Thin films of CdS and CdTe semiconductor materials were electrodeposited onto glass/fluorine doped tin oxide conducting glass surfaces using a potentiostat/galvanostat equipped with a three electrode cell. Aqueous electrolytic bath containing CdCl2 and (NH4)2S2O3 was used for the electrodeposition of CdS thin films. CdTe thin films were electrodeposited onto glass/FTO/CdS substrates from aqueous solution having high concentrations of CdSO4 and low concentrations of TeO2 and CdCl2. The glass/FTO/CdS/CdTe/Cu-Au solar cell devices were prepared by thermal evaporation of Cu and Au on CdTe surface. CdS films grown were annealed at ~400 °C for 15 minutes in air and photo-electro chemical (PEC) cell measurements were performed to identify the electrical conductivity type. Both as-deposited and annealed CdS layers were identified as n-type in electrical conduction. CdS thin films were shown enhanced PEC responses upon heat treatment. The respective band gap values for as-deposited and heat treated CdS were 2.35±0.05 eV and 2.40±0.05 eV which were close to the band gap of bulk CdS. XRD analysis of as-deposited CdS layers revealed the presence of hexagonal CdS materials with the major peak arising from (002) plane. Following the CdTe deposition on glass/FTO/CdS substrate, the surface of CdTe layers were coated with a 0.1% CdCl2 solution and structures were annealed at ~400°C for 10 minutes in air. Band gaps for CdTe layers were found to be 1.45±0.02 eV for both as-deposited and annealed samples which exhibited the band gap of bulk CdTe.
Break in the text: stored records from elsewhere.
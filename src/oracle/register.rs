//! Three-dimension state register.
//!
//! Each dimension keeps a smoothed scalar in [-1, 1] plus categorical
//! position and movement. Categories change only when the value crosses an
//! enter threshold and return only after falling back past the exit
//! threshold (`enter - band`), so a value hovering at a boundary does not
//! flip the category on every evaluation.

use serde::{Deserialize, Serialize};

use super::hexagram::Polarity;
use crate::config::OracleConfig;

#[derive(Debug, Clone, Copy, PartialEq, Eq, Hash, Serialize, Deserialize)]
#[serde(rename_all = "snake_case")]
pub enum Dimension {
    /// First dimension, driven by innovation.
    Innovation,
    /// Second dimension, driven by (inverse) repetition.
    Clarity,
    /// Third dimension, driven by tone.
    Harmony,
}

impl Dimension {
    pub const ALL: [Dimension; 3] = [Dimension::Innovation, Dimension::Clarity, Dimension::Harmony];

    pub fn name(&self) -> &'static str {
        match self {
            Dimension::Innovation => "innovation",
            Dimension::Clarity => "clarity",
            Dimension::Harmony => "harmony",
        }
    }

    /// Dimension-specific vocabulary for the three positions.
    pub fn position_label(&self, position: Position) -> &'static str {
        match (self, position) {
            (Dimension::Innovation, Position::Lost) => "lost",
            (Dimension::Innovation, Position::Neutral) => "neutral",
            (Dimension::Innovation, Position::Gained) => "gained",
            (Dimension::Clarity, Position::Lost) => "scattered",
            (Dimension::Clarity, Position::Neutral) => "balanced",
            (Dimension::Clarity, Position::Gained) => "focused",
            (Dimension::Harmony, Position::Lost) => "discordant",
            (Dimension::Harmony, Position::Neutral) => "calm",
            (Dimension::Harmony, Position::Gained) => "harmonious",
        }
    }
}

#[derive(Debug, Clone, Copy, PartialEq, Eq, Hash, Serialize, Deserialize)]
#[serde(rename_all = "snake_case")]
pub enum Position {
    Lost,
    Neutral,
    Gained,
}

#[derive(Debug, Clone, Copy, PartialEq, Eq, Hash, Serialize, Deserialize)]
#[serde(rename_all = "snake_case")]
pub enum Movement {
    Static,
    Dynamic,
}

#[derive(Debug, Clone, Copy, PartialEq, Serialize, Deserialize)]
pub struct DimensionState {
    pub scalar: f64,
    pub position: Position,
    pub movement: Movement,
    pub polarity: Polarity,
}

impl Default for DimensionState {
    fn default() -> Self {
        Self {
            scalar: 0.0,
            position: Position::Neutral,
            movement: Movement::Static,
            polarity: Polarity::Yin,
        }
    }
}

impl DimensionState {
    /// Folds one observation into the dimension.
    ///
    /// `signal` is the driving metric mapped to [-1, 1]; `change` is the
    /// magnitude of that metric's delta.
    fn observe(&mut self, signal: f64, change: f64, polarity: Polarity, config: &OracleConfig) {
        let alpha = config.smoothing.clamp(0.0, 1.0);
        self.scalar = ((1.0 - alpha) * self.scalar + alpha * signal).clamp(-1.0, 1.0);
        self.position = next_position(self.position, self.scalar, config);
        self.movement = next_movement(self.movement, change.abs(), config);
        self.polarity = polarity;
    }
}

fn next_position(current: Position, scalar: f64, config: &OracleConfig) -> Position {
    let enter = config.position_enter;
    let exit = (enter - config.position_band).max(0.0);
    let fresh = if scalar > enter {
        Position::Gained
    } else if scalar < -enter {
        Position::Lost
    } else {
        Position::Neutral
    };

    match current {
        Position::Gained if scalar >= exit => Position::Gained,
        Position::Lost if scalar <= -exit => Position::Lost,
        _ => fresh,
    }
}

fn next_movement(current: Movement, change: f64, config: &OracleConfig) -> Movement {
    let enter = config.movement_enter;
    let exit = (enter - config.movement_band).max(0.0);
    match current {
        Movement::Dynamic if change >= exit => Movement::Dynamic,
        _ if change >= enter => Movement::Dynamic,
        _ => Movement::Static,
    }
}

#[derive(Debug, Clone, Copy, Default, PartialEq, Serialize, Deserialize)]
pub struct StateRegister {
    pub first: DimensionState,
    pub second: DimensionState,
    pub third: DimensionState,
}

impl StateRegister {
    pub fn get(&self, dimension: Dimension) -> &DimensionState {
        match dimension {
            Dimension::Innovation => &self.first,
            Dimension::Clarity => &self.second,
            Dimension::Harmony => &self.third,
        }
    }

    fn get_mut(&mut self, dimension: Dimension) -> &mut DimensionState {
        match dimension {
            Dimension::Innovation => &mut self.first,
            Dimension::Clarity => &mut self.second,
            Dimension::Harmony => &mut self.third,
        }
    }

    /// Updates all three dimensions in place. Arrays are ordered first, second, third.
    pub fn observe(&mut self, signals: [f64; 3], changes: [f64; 3], lines: [Polarity; 3], config: &OracleConfig) {
        for (idx, dimension) in Dimension::ALL.iter().enumerate() {
            self.get_mut(*dimension).observe(signals[idx], changes[idx], lines[idx], config);
        }
    }

    pub fn describe(&self) -> String {
        Dimension::ALL
            .iter()
            .map(|d| {
                let state = self.get(*d);
                format!(
                    "{}={} ({:+.2}, {:?})",
                    d.name(),
                    d.position_label(state.position),
                    state.scalar,
                    state.movement
                )
            })
            .collect::<Vec<_>>()
            .join(", ")
    }
}
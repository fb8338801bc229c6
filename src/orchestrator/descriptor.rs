//! Descriptor Evolution Generator (L2)
//!
//! Appends one generated line to a pet's descriptor, keeps the descriptor
//! within its character budget and hands the structured content on to the
//! trait solidifier.

use chrono::Utc;
use serde::{Deserialize, Serialize};
use serde_json::json;
use std::sync::Arc;
use tracing::{info, warn};
use uuid::Uuid;

use super::solidifier::TraitSolidifier;
use crate::agent::{GenerationOptions, GuardedGenerator};
use crate::config::DescriptorConfig;
use crate::emit_event;
use crate::error::StorageResult;
use crate::oracle::{Layer, YiJingOracle};
use crate::orchestrator::event_bus::PetEvent;
use crate::pet::{DescriptorEvolutionRecord, JudgmentDetail, Pet};
use crate::store::PetStore;
use crate::utils::{char_len, extract_json_object, truncate_with_marker};

/// Structured content of one evolution step.
#[derive(Debug, Clone, PartialEq, Serialize, Deserialize)]
pub struct EvolutionContent {
    /// Single line appended to the descriptor.
    #[serde(alias = "evolution_line", alias = "description")]
    pub line: String,
    #[serde(default)]
    pub theme: String,
    #[serde(default)]
    pub keywords: Vec<String>,
}

impl EvolutionContent {
    /// Deterministic content used when the generator is unavailable or its
    /// reply cannot be parsed.
    pub fn fallback(pet: &Pet, detail: &JudgmentDetail) -> Self {
        let actions = detail
            .distinct_actions
            .iter()
            .map(|a| a.as_str())
            .collect::<Vec<_>>();
        let line = if actions.is_empty() {
            format!("{} grows a little steadier.", pet.name)
        } else {
            format!("{} grows steadier through {}.", pet.name, actions.join(", "))
        };
        Self {
            line,
            theme: "steady growth".to_string(),
            keywords: actions.iter().map(|a| a.to_string()).collect(),
        }
    }

    /// Parses the first JSON object in `text`. The line is flattened to a
    /// single line and must be non-empty.
    pub fn parse(text: &str) -> Option<Self> {
        let fragment = extract_json_object(text)?;
        let mut content: EvolutionContent = serde_json::from_str(fragment).ok()?;
        content.line = content.line.split_whitespace().collect::<Vec<_>>().join(" ");
        if content.line.is_empty() {
            return None;
        }
        Some(content)
    }
}

/// `old + "\n" + line`, compacted to at most `max_prompt_length` chars.
///
/// Stage one keeps the first line and the last `keep_recent_lines` lines.
/// Stage two hard-truncates and appends the marker.
pub fn compact_descriptor(old: &str, line: &str, config: &DescriptorConfig) -> String {
    let old = old.trim_end();
    let joined = if old.is_empty() {
        line.to_string()
    } else {
        format!("{}\n{}", old, line)
    };
    if char_len(&joined) <= config.max_prompt_length {
        return joined;
    }

    let lines: Vec<&str> = joined.lines().collect();
    let keep = config.keep_recent_lines;
    let compacted = if lines.len() > keep + 1 {
        let mut kept = vec![lines[0]];
        kept.extend_from_slice(&lines[lines.len() - keep..]);
        kept.join("\n")
    } else {
        joined
    };
    if char_len(&compacted) <= config.max_prompt_length {
        return compacted;
    }

    truncate_with_marker(&compacted, config.max_prompt_length, &config.truncation_marker)
}

pub struct DescriptorEvolver {
    store: Arc<dyn PetStore>,
    generator: Arc<GuardedGenerator>,
    oracle: Arc<YiJingOracle>,
    solidifier: Arc<TraitSolidifier>,
    config: DescriptorConfig,
    options: GenerationOptions,
}

impl DescriptorEvolver {
    pub fn new(
        store: Arc<dyn PetStore>,
        generator: Arc<GuardedGenerator>,
        oracle: Arc<YiJingOracle>,
        solidifier: Arc<TraitSolidifier>,
        config: DescriptorConfig,
        options: GenerationOptions,
    ) -> Self {
        Self { store, generator, oracle, solidifier, config, options }
    }

    pub async fn evolve(&self, pet: &Pet, detail: &JudgmentDetail) -> StorageResult<DescriptorEvolutionRecord> {
        let prompt = self.build_prompt(pet, detail).await;
        let generated = self.generator.generate("descriptor", prompt, self.options).await;

        let parsed = match generated {
            Some(text) => {
                let parsed = EvolutionContent::parse(&text);
                if parsed.is_none() {
                    warn!("Unparseable evolution content for {}, using fallback", pet.id);
                }
                parsed.map(|content| (content, text))
            }
            None => None,
        };
        let (content, raw, used_fallback) = match parsed {
            Some((content, raw)) => (content, raw, false),
            None => {
                let content = EvolutionContent::fallback(pet, detail);
                let raw = serde_json::to_string(&content)?;
                (content, raw, true)
            }
        };

        let new_descriptor = compact_descriptor(&pet.descriptor, &content.line, &self.config);
        let record = DescriptorEvolutionRecord {
            id: Uuid::new_v4().to_string(),
            pet_id: pet.id.clone(),
            old_descriptor: pet.descriptor.clone(),
            new_descriptor: new_descriptor.clone(),
            content: raw.clone(),
            used_fallback,
            created_at: Utc::now(),
        };
        self.store.apply_descriptor_evolution(&record).await?;

        self.oracle.evaluate(&pet.id, &raw, Layer::Descriptor).await;
        info!(
            "Descriptor evolved for {} ({} chars{})",
            pet.id,
            char_len(&new_descriptor),
            if used_fallback { ", fallback" } else { "" }
        );
        emit_event!(PetEvent::DescriptorEvolved {
            pet_id: pet.id.clone(),
            used_fallback,
        });

        let mut evolved = pet.clone();
        evolved.descriptor = new_descriptor;
        evolved.last_evolved_at = Some(record.created_at);
        self.solidifier.solidify(&evolved, &content).await?;

        Ok(record)
    }

    async fn build_prompt(&self, pet: &Pet, detail: &JudgmentDetail) -> String {
        let oracle = self.oracle.latest(&pet.id).await.map(|feedback| {
            json!({
                "hexagram": feedback.hexagram.name,
                "interpretation": feedback.hexagram.interpretation,
                "advice": feedback.advice,
            })
        });
        let payload = json!({
            "pet": {
                "name": pet.name,
                "species": pet.species,
                "rarity": pet.rarity.as_str(),
                "level": pet.level,
                "bond": pet.bond,
                "descriptor": pet.descriptor,
                "traits": pet.active_trait_names(),
            },
            "judgment": {
                "accumulated_weight": detail.accumulated_weight,
                "actions": detail.distinct_actions,
                "summary": detail.summary,
            },
            "oracle": oracle,
        });
        format!(
            "Write the next line of this pet's story after the activity below.\n\
             Reply with a JSON object only: {{\"line\": string, \"theme\": string, \"keywords\": [string]}}. \
             The line must be a single sentence under {} characters.\n\n{}",
            self.config.max_prompt_length / 2,
            payload
        )
    }
}

#[cfg(test)]
mod tests {
    use super::*;

    fn config(max: usize) -> DescriptorConfig {
        DescriptorConfig { max_prompt_length: max, ..DescriptorConfig::default() }
    }

    #[test]
    fn test_compact_appends_within_budget() {
        let out = compact_descriptor("Mochi is a young fox.", "Mochi learned to swim.", &config(220));
        assert_eq!(out, "Mochi is a young fox.\nMochi learned to swim.");
    }

    #[test]
    fn test_compact_empty_old_descriptor() {
        assert_eq!(compact_descriptor("  ", "First words.", &config(220)), "First words.");
    }

    #[test]
    fn test_compact_keeps_first_and_recent_lines() {
        let old = "origin\nline one\nline two\nline three\nline four";
        let out = compact_descriptor(old, "line five", &config(50));
        assert_eq!(out, "origin\nline three\nline four\nline five");
    }

    #[test]
    fn test_compact_hard_truncates_with_marker() {
        let long = "界".repeat(100);
        let out = compact_descriptor("origin", &long, &config(30));
        assert_eq!(char_len(&out), 30);
        assert!(out.ends_with('…'));
        assert!(out.starts_with("origin\n"));
    }

    #[test]
    fn test_parse_content() {
        let content = EvolutionContent::parse("ok: {\"evolution_line\": \"Mochi\\nshines.\", \"theme\": \"light\"}").unwrap();
        assert_eq!(content.line, "Mochi shines.");
        assert_eq!(content.theme, "light");
        assert!(EvolutionContent::parse("{\"line\": \"   \"}").is_none());
        assert!(EvolutionContent::parse("plain prose").is_none());
    }
}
There was a little improvement in cubic (220) and (311) peaks of XRD spectra of annealed CdTe layers compared to the as-deposited material, but annealing exhibited a small reduction of cubic phase preferential orientation (111). SEM images showed that CdS and CdTe layers were fairly uniform. The fabricated solar cell devices showed the efficiency of 2.1% with Voc ~330 mV, Jsc~20 mA cm-2 and FF~33% under the illumination of air mass (AM) 1.5 conditions (100 mW/cm2, 1 Sun).